Description of the task:
Every line of the data that contains the string "SeqCst" must be copied.

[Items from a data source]
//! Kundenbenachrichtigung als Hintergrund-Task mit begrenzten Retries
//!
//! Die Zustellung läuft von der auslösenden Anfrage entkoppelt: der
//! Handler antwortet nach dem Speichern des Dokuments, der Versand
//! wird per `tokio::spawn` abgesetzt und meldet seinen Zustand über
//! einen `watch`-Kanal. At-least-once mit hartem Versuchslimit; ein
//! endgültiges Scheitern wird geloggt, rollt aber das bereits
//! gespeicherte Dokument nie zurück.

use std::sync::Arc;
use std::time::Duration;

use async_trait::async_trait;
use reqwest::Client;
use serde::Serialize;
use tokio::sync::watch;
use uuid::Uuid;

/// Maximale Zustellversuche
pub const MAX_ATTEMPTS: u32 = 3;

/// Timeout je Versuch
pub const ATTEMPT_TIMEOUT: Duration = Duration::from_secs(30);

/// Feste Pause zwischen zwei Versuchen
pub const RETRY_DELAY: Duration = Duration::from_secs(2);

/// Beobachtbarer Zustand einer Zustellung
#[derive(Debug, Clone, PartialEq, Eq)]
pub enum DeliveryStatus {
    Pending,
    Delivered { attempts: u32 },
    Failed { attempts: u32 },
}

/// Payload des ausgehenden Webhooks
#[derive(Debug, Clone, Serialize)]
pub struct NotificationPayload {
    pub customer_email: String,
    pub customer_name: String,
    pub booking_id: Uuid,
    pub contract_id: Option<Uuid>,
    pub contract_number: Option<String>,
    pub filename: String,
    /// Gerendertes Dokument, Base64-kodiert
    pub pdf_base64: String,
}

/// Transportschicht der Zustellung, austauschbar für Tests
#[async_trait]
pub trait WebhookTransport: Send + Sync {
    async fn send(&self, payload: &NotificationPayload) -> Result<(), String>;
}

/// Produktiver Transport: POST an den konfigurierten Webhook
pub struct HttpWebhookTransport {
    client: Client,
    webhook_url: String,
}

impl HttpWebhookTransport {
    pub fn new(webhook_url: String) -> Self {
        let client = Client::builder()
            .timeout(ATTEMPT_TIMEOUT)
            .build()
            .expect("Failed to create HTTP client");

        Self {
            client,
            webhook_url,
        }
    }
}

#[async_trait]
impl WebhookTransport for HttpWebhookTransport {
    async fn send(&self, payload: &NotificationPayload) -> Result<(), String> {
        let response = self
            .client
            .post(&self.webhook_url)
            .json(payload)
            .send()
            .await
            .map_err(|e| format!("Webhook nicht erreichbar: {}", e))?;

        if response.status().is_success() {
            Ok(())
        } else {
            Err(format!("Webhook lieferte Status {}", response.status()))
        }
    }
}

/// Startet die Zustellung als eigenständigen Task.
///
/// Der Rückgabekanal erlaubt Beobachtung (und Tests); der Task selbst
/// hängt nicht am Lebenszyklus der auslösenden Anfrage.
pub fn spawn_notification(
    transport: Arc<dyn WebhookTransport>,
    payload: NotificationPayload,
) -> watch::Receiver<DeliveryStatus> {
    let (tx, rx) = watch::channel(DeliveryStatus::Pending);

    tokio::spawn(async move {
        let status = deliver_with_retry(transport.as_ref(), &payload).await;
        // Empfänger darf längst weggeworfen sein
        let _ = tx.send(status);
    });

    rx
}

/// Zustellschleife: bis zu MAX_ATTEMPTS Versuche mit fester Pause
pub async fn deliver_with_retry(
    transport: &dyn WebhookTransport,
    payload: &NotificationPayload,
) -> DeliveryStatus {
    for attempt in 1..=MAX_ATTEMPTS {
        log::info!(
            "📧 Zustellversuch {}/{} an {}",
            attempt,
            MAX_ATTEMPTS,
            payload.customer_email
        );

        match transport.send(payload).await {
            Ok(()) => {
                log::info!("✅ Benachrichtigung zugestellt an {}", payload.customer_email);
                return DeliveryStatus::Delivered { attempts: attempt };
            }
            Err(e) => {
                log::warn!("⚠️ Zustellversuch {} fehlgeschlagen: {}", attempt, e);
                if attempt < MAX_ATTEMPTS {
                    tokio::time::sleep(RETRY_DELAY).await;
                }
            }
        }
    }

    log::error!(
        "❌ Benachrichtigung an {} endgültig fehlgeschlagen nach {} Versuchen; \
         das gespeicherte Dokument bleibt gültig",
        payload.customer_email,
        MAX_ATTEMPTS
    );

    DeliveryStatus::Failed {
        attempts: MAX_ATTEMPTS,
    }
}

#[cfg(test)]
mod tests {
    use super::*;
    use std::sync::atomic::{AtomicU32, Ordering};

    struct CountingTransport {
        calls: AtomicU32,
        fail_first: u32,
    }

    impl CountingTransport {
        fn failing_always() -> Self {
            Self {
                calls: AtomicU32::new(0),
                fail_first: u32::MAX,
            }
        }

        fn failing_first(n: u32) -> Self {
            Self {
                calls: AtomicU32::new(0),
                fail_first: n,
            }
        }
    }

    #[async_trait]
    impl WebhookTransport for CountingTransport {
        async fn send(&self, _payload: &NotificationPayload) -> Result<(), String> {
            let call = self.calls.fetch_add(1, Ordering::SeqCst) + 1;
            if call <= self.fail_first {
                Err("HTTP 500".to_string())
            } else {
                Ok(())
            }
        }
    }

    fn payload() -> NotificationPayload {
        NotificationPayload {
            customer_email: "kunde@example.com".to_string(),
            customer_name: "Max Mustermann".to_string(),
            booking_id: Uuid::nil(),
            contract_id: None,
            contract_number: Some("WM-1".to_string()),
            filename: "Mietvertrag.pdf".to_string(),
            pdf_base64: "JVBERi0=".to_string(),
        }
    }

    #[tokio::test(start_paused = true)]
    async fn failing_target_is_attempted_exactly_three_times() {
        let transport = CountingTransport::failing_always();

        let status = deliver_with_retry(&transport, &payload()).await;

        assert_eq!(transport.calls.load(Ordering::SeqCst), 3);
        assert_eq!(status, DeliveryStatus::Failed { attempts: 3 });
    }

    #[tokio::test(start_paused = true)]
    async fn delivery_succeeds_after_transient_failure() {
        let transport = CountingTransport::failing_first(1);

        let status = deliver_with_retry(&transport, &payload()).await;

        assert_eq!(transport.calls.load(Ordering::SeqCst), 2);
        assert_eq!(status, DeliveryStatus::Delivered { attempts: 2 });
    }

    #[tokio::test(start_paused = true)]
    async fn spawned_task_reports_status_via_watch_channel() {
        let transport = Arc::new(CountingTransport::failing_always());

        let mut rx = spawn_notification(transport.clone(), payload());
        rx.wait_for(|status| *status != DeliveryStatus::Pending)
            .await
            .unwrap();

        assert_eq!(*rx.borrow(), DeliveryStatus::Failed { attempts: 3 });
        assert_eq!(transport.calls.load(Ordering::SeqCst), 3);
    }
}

==

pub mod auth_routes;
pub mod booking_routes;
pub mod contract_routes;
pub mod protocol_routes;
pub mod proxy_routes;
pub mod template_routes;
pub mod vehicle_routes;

Solution for this problem:
            let call = self.calls.fetch_add(1, Ordering::SeqCst) + 1;
        assert_eq!(transport.calls.load(Ordering::SeqCst), 3);
        assert_eq!(transport.calls.load(Ordering::SeqCst), 2);
        assert_eq!(transport.calls.load(Ordering::SeqCst), 3);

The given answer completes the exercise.